As a physician, I know the challenge of helping patients determine which health care options might work best for them given their personal situation and preferences. Too often they — and their clinicians — must make choices about preventing, diagnosing and treating diseases and health conditions without adequate information. The Patient-Centered Outcomes Research Institute (PCORI) was created to help solve this problem — to help patients and those who care for them make better-informed health decisions.
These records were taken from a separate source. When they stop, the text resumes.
// ═══════════════════════════════════════════
// Tests
// ═══════════════════════════════════════════

#[cfg(test)]
mod tests {
    use std::sync::Arc;

    use super::*;
    use crate::store::{KeyValueStore, MemoryStore};

    fn me() -> CurrentUser {
        CurrentUser::local()
    }

    fn jane() -> CurrentUser {
        CurrentUser::new("user-2", "Jane Smith")
    }

    fn seeded() -> (Arc<MemoryStore>, PostStore) {
        let store = Arc::new(MemoryStore::new());
        let posts = PostStore::load(store.clone());
        (store, posts)
    }

    // ───────────────────────────────────────
    // loading
    // ───────────────────────────────────────

    #[test]
    fn first_load_seeds_and_persists() {
        let (store, posts) = seeded();
        assert_eq!(posts.posts().len(), 2);
        assert!(store.get(keys::COMMUNITY_POSTS).unwrap().is_some());
    }

    #[test]
    fn seed_resolves_avatar_sentinel() {
        let store = Arc::new(MemoryStore::new());
        store.set(keys::ASSISTANT_AVATAR, "data:image/png;base64,AAAA").unwrap();
        let posts = PostStore::load(store);
        let jane_post = posts.get("post-1").unwrap();
        assert_eq!(
            jane_post.author_avatar.as_deref(),
            Some("data:image/png;base64,AAAA")
        );
    }

    #[test]
    fn seed_without_cached_avatar_uses_empty_reference() {
        let (_, posts) = seeded();
        assert_eq!(posts.get("post-1").unwrap().author_avatar.as_deref(), Some(""));
        assert!(posts.get("post-2").unwrap().author_avatar.is_none());
    }

    #[test]
    fn posts_round_trip_through_store() {
        let (store, mut posts) = seeded();
        posts.create_post(&me(), "Flossing", "Which floss do you use?").unwrap();
        posts.add_reply(&jane(), "post-2", "Smoothies worked for me").unwrap();
        posts.increment_views("post-1");

        let reloaded = PostStore::load(store);
        assert_eq!(reloaded.posts(), posts.posts());
    }

    #[test]
    fn corrupt_data_falls_back_to_seed() {
        let store = Arc::new(MemoryStore::new());
        store.set(keys::COMMUNITY_POSTS, "[{\"id\": 3}]").unwrap();
        let posts = PostStore::load(store);
        assert_eq!(posts.posts().len(), 2);
        assert!(posts.get("post-1").is_some());
    }

    #[test]
    fn saved_empty_list_is_respected() {
        let store = Arc::new(MemoryStore::new());
        store.set(keys::COMMUNITY_POSTS, "[]").unwrap();
        let posts = PostStore::load(store);
        assert!(posts.posts().is_empty());
    }

    // ───────────────────────────────────────
    // posts
    // ───────────────────────────────────────

    #[test]
    fn create_post_sets_author_and_timestamps() {
        let (_, mut posts) = seeded();
        let post = posts.create_post(&me(), "Braces", "Any tips?").unwrap().clone();
        assert_eq!(post.author_id, "user-1");
        assert_eq!(post.author_name, "John Doe");
        assert_eq!(post.title, "Braces");
        assert_eq!(post.created_at, post.updated_at);
        assert_eq!(post.views, 0);
        assert!(post.replies.is_empty());
        assert_eq!(posts.posts()[0].id, post.id);
    }

    #[test]
    fn accepted_text_keeps_its_whitespace() {
        let (_, mut posts) = seeded();
        let post = posts
            .create_post(&me(), "  Braces  ", "Line one\n\n  indented\n")
            .unwrap()
            .clone();
        assert_eq!(post.title, "  Braces  ");
        assert_eq!(post.content, "Line one\n\n  indented\n");

        let reply = posts.add_reply(&me(), &post.id, " thanks! ").unwrap();
        assert_eq!(reply.content, " thanks! ");
    }

    #[test]
    fn storage_failure_keeps_forum_working_in_memory() {
        let store = Arc::new(MemoryStore::failing());
        let mut posts = PostStore::load(store.clone());
        assert_eq!(posts.posts().len(), 2);

        let id = posts.create_post(&me(), "Offline", "Still works").unwrap().id.clone();
        let reply_id = posts.add_reply(&jane(), &id, "Reply").unwrap().id.clone();

        let post = posts.get(&id).unwrap();
        assert_eq!(post.replies.len(), 1);
        assert_eq!(post.replies[0].id, reply_id);
        assert_eq!(posts.increment_views(&id), Change::Applied);

        store.set_failing(false);
        assert!(store.is_empty());
    }

    #[test]
    fn blank_title_is_rejected_without_mutation() {
        let (_, mut posts) = seeded();
        let before = posts.posts().len();
        assert_eq!(
            posts.create_post(&me(), "   ", "content").unwrap_err(),
            CommunityError::EmptyTitle
        );
        assert_eq!(
            posts.create_post(&me(), "title", "\n\t").unwrap_err(),
            CommunityError::EmptyContent
        );
        assert_eq!(posts.posts().len(), before);
    }

    #[test]
    fn edit_post_by_author_updates_fields() {
        let (_, mut posts) = seeded();
        let original = posts.get("post-2").unwrap().clone();
        posts.increment_views("post-2");

        let change = posts.edit_post(&me(), "post-2", "New title", "New content").unwrap();
        assert_eq!(change, Change::Applied);

        let edited = posts.get("post-2").unwrap();
        assert_eq!(edited.title, "New title");
        assert_eq!(edited.content, "New content");
        assert_eq!(edited.created_at, original.created_at);
        assert!(edited.updated_at > original.updated_at);
        assert_eq!(edited.views, 1);
        assert_eq!(edited.replies, original.replies);
    }

    #[test]
    fn edit_post_by_other_user_is_rejected() {
        let (_, mut posts) = seeded();
        let err = posts.edit_post(&me(), "post-1", "Mine now", "x").unwrap_err();
        assert!(matches!(err, CommunityError::NotAuthor { entity: "post", .. }));
        assert_eq!(
            posts.get("post-1").unwrap().title,
            "Does anyone have tips for dealing with sensitive teeth?"
        );
    }

    #[test]
    fn edit_unknown_post_is_noop() {
        let (_, mut posts) = seeded();
        assert_eq!(
            posts.edit_post(&me(), "post-404", "t", "c").unwrap(),
            Change::NotFound
        );
    }

    #[test]
    fn delete_post_removes_its_replies() {
        let (_, mut posts) = seeded();
        posts.add_reply(&jane(), "post-2", "Ice cream!").unwrap();
        let reply_ids: Vec<String> = posts
            .get("post-2")
            .unwrap()
            .replies
            .iter()
            .map(|r| r.id.clone())
            .collect();
        assert_eq!(reply_ids.len(), 1);

        assert_eq!(posts.delete_post(&me(), "post-2").unwrap(), Change::Applied);
        assert!(posts.get("post-2").is_none());
        for id in &reply_ids {
            assert!(posts.find_reply(id).is_none());
            assert_eq!(posts.edit_reply(&jane(), id, "edit").unwrap(), Change::NotFound);
        }
    }

    #[test]
    fn delete_post_by_other_user_is_rejected() {
        let (_, mut posts) = seeded();
        assert!(posts.delete_post(&me(), "post-1").is_err());
        assert!(posts.get("post-1").is_some());
        assert_eq!(posts.delete_post(&me(), "post-404").unwrap(), Change::NotFound);
    }

    #[test]
    fn increment_views_counts_every_open() {
        let (_, mut posts) = seeded();
        let before = posts.get("post-1").unwrap().views;
        posts.increment_views("post-1");
        posts.increment_views("post-1");
        assert_eq!(posts.get("post-1").unwrap().views, before + 2);
        assert_eq!(posts.increment_views("post-404"), Change::NotFound);
    }

    // ───────────────────────────────────────
    // replies
    // ───────────────────────────────────────

    #[test]
    fn add_reply_appends_in_order() {
        let (_, mut posts) = seeded();
        posts.add_reply(&me(), "post-1", "second").unwrap();
        posts.add_reply(&jane(), "post-1", "third").unwrap();
        let contents: Vec<_> = posts
            .get("post-1")
            .unwrap()
            .replies
            .iter()
            .map(|r| r.content.as_str())
            .collect();
        assert_eq!(contents.len(), 3);
        assert_eq!(&contents[1..], &["second", "third"]);
    }

    #[test]
    fn add_reply_validates_content_and_post() {
        let (_, mut posts) = seeded();
        assert_eq!(
            posts.add_reply(&me(), "post-1", "  ").unwrap_err(),
            CommunityError::EmptyContent
        );
        assert_eq!(
            posts.add_reply(&me(), "post-404", "hello").unwrap_err(),
            CommunityError::PostNotFound("post-404".into())
        );
        assert_eq!(posts.get("post-1").unwrap().replies.len(), 1);
    }

    #[test]
    fn edit_reply_is_author_only() {
        let (_, mut posts) = seeded();
        assert!(posts.edit_reply(&jane(), "reply-1", "hijack").is_err());
        assert_eq!(
            posts.edit_reply(&me(), "reply-1", "Updated advice").unwrap(),
            Change::Applied
        );
        let (parent, reply) = posts.find_reply("reply-1").unwrap();
        assert_eq!(parent.id, "post-1");
        assert_eq!(reply.content, "Updated advice");
        assert!(reply.updated_at > reply.created_at);
    }

    #[test]
    fn delete_reply_leaves_siblings() {
        let (_, mut posts) = seeded();
        let kept = posts.add_reply(&jane(), "post-1", "keep me").unwrap().id.clone();

        assert!(posts.delete_reply(&jane(), "reply-1").is_err());
        assert_eq!(posts.delete_reply(&me(), "reply-1").unwrap(), Change::Applied);
        assert_eq!(posts.delete_reply(&me(), "reply-1").unwrap(), Change::NotFound);

        let replies = &posts.get("post-1").unwrap().replies;
        assert_eq!(replies.len(), 1);
        assert_eq!(replies[0].id, kept);
    }

    // ───────────────────────────────────────
    // search
    // ───────────────────────────────────────

    #[test]
    fn filter_matches_title_or_content_case_insensitively() {
        let (_, posts) = seeded();
        let hits = posts.filter_posts("SENSITIVE");
        assert_eq!(hits.len(), 1);
        assert_eq!(
            hits[0].title,
            "Does anyone have tips for dealing with sensitive teeth?"
        );

        let by_content = posts.filter_posts("soup");
        assert_eq!(by_content.len(), 1);
        assert_eq!(by_content[0].id, "post-2");
    }

    #[test]
    fn filter_excludes_wisdom_teeth_post_for_sensitive() {
        let (_, posts) = seeded();
        assert!(posts
            .filter_posts("sensitive")
            .iter()
            .all(|p| !p.title.contains("wisdom")));
    }

    #[test]
    fn empty_filter_returns_all_newest_first() {
        let (_, mut posts) = seeded();
        posts.create_post(&me(), "Newest", "just posted").unwrap();
        let ids: Vec<_> = posts.filter_posts("").iter().map(|p| p.id.clone()).collect();
        assert_eq!(ids.len(), 3);
        assert_eq!(&ids[1..], &["post-1".to_string(), "post-2".to_string()]);
        assert_eq!(posts.filter_posts("").first().unwrap().title, "Newest");
    }

    // ───────────────────────────────────────
    // helpers
    // ───────────────────────────────────────

    #[test]
    fn resolve_avatar_cases() {
        let ai = Some("data:ai");
        assert_eq!(resolve_avatar(Some(AI_AVATAR_SENTINEL), ai), Some("data:ai"));
        assert_eq!(resolve_avatar(Some(AI_AVATAR_SENTINEL), None), None);
        assert_eq!(resolve_avatar(Some("data:user"), ai), Some("data:user"));
        assert_eq!(resolve_avatar(Some(""), ai), None);
        assert_eq!(resolve_avatar(None, ai), None);
    }

    #[test]
    fn time_ago_buckets() {
        let now = Utc::now();
        assert_eq!(time_ago(now - Duration::seconds(2), now), "just now");
        assert_eq!(time_ago(now - Duration::seconds(30), now), "30 seconds ago");
        assert_eq!(time_ago(now - Duration::seconds(90), now), "1 minute ago");
        assert_eq!(time_ago(now - Duration::hours(5), now), "5 hours ago");
        assert_eq!(time_ago(now - Duration::hours(36), now), "1 day ago");
        assert_eq!(time_ago(now - Duration::days(2) - Duration::hours(1), now), "2 days ago");
        assert_eq!(time_ago(now - Duration::days(65), now), "2 months ago");
        assert_eq!(time_ago(now - Duration::days(800), now), "2 years ago");
    }

    #[test]
    fn time_ago_future_is_just_now() {
        let now = Utc::now();
        assert_eq!(time_ago(now + Duration::minutes(3), now), "just now");
    }
}
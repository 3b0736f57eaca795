use serde::{Deserialize, Deserializer, Serialize, Serializer};
use thiserror::Error;

#[derive(Error, Debug, Clone, PartialEq, Eq)]
#[error("Invalid value for {field}: {value}")]
pub struct InvalidEnum {
    pub field: String,
    pub value: String,
}

/// Macro to generate enum with as_str + std::str::FromStr pattern.
/// Serde goes through the same strings, so the stored JSON carries the
/// display form (e.g. `"Gum Swelling"`).
macro_rules! str_enum {
    ($name:ident { $($variant:ident => $s:literal),+ $(,)? }) => {
        #[derive(Debug, Clone, Copy, PartialEq, Eq, Hash)]
        pub enum $name {
            $($variant),+
        }

        impl $name {
            pub const ALL: &'static [$name] = &[$(Self::$variant),+];

            pub fn as_str(&self) -> &'static str {
                match self {
                    $(Self::$variant => $s),+
                }
            }
        }

        impl std::fmt::Display for $name {
            fn fmt(&self, f: &mut std::fmt::Formatter<'_>) -> std::fmt::Result {
                f.write_str(self.as_str())
            }
        }

        impl std::str::FromStr for $name {
            type Err = InvalidEnum;

            fn from_str(s: &str) -> Result<Self, Self::Err> {
                match s {
                    $($s => Ok(Self::$variant)),+,
                    _ => Err(InvalidEnum {
                        field: stringify!($name).into(),
                        value: s.into(),
                    }),
                }
            }
        }

        impl Serialize for $name {
            fn serialize<S: Serializer>(&self, serializer: S) -> Result<S::Ok, S::Error> {
                serializer.serialize_str(self.as_str())
            }
        }

        impl<'de> Deserialize<'de> for $name {
            fn deserialize<D: Deserializer<'de>>(deserializer: D) -> Result<Self, D::Error> {
                let raw = String::deserialize(deserializer)?;
                raw.parse().map_err(serde::de::Error::custom)
            }
        }
    };
}

str_enum!(Symptom {
    Toothache => "Toothache",
    GumSwelling => "Gum Swelling",
    JawPain => "Jaw Pain",
    BadBreath => "Bad Breath",
    BleedingGums => "Bleeding Gums",
    Sensitivity => "Sensitivity",
});

str_enum!(ArticleLevel {
    Beginner => "Beginner",
    Intermediate => "Intermediate",
    Advanced => "Advanced",
});

str_enum!(Province {
    WesternCape => "Western Cape",
    Gauteng => "Gauteng",
    KwaZuluNatal => "KwaZulu-Natal",
    EasternCape => "Eastern Cape",
    FreeState => "Free State",
    Limpopo => "Limpopo",
    Mpumalanga => "Mpumalanga",
    NorthWest => "North West",
    NorthernCape => "Northern Cape",
    Nationwide => "Nationwide",
});

str_enum!(ResourceCategory {
    PublicDentalClinic => "Public Dental Clinic",
    CommunityHealthCenter => "Community Health Center",
    EmergencyDentalService => "Emergency Dental Service",
    NgoHealthcareProvider => "NGO Healthcare Provider",
    CrisisHelpline => "Crisis Helpline",
});

str_enum!(ChatRole {
    User => "user",
    Model => "model",
});

str_enum!(LearnTab {
    All => "all",
    Saved => "saved",
});
pub mod article;
pub mod chat;
pub mod community;
pub mod enums;
pub mod resource;
pub mod symptom;
pub mod user;

pub use article::*;
pub use chat::*;
pub use community::*;
pub use enums::*;
pub use resource::*;
pub use symptom::*;
pub use user::*;

/// Outcome of an edit or delete addressed by id. A stale id is a no-op,
/// not an error: callers only offer these actions from rendered data.
#[derive(Debug, Clone, Copy, PartialEq, Eq)]
pub enum Change {
    Applied,
    NotFound,
}
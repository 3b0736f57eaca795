use chrono::{DateTime, Utc};
use serde::{Deserialize, Serialize};

/// Avatar sentinel: render with the generated assistant avatar.
pub const AI_AVATAR_SENTINEL: &str = "AI_AVATAR";

#[derive(Debug, Clone, PartialEq, Serialize, Deserialize)]
#[serde(rename_all = "camelCase")]
pub struct CommunityPost {
    pub id: String,
    pub author_id: String,
    pub author_name: String,
    pub author_avatar: Option<String>,
    pub title: String,
    pub content: String,
    pub created_at: DateTime<Utc>,
    pub updated_at: DateTime<Utc>,
    pub views: u64,
    pub replies: Vec<CommunityReply>,
}

#[derive(Debug, Clone, PartialEq, Serialize, Deserialize)]
#[serde(rename_all = "camelCase")]
pub struct CommunityReply {
    pub id: String,
    pub author_id: String,
    pub author_name: String,
    pub author_avatar: Option<String>,
    pub content: String,
    pub created_at: DateTime<Utc>,
    pub updated_at: DateTime<Utc>,
}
Established by Congress through the Patient Protection and Affordable Care Act as an independent research institute, PCORI is designed to answer real-world questions about what works best for patients based on their particular circumstances and concerns. We do this primarily by funding comparative clinical effectiveness research (CER), studies that compare multiple care options. But more research by itself won’t improve clinical decision-making. Patients and those who care for them must be able to easily find relevant evidence they can trust. That’s why our mandate is not just to fund high-quality CER and evidence synthesis but to share the results in ways that are meaningful to patients, clinicians and others. We’re also charged with improving the methods used in conducting those studies and enhancing our nation’s capacity to do such research.

We will be evaluated ultimately on whether the research we fund can change clinical practice and help reduce the variations and disparities that stand between patients and better outcomes. We’re confident that the work we’re funding brings us and the audiences we serve closer to that goal.

Recently, some questions have been raised in health policy circles about our holistic approach to PCORI’s work. That view holds that direct comparisons of health care options — especially those involving high-priced interventions — should be the dominant if not sole focus of PCORI’s research funding approach as a path to limiting the use of expensive, less-effective options.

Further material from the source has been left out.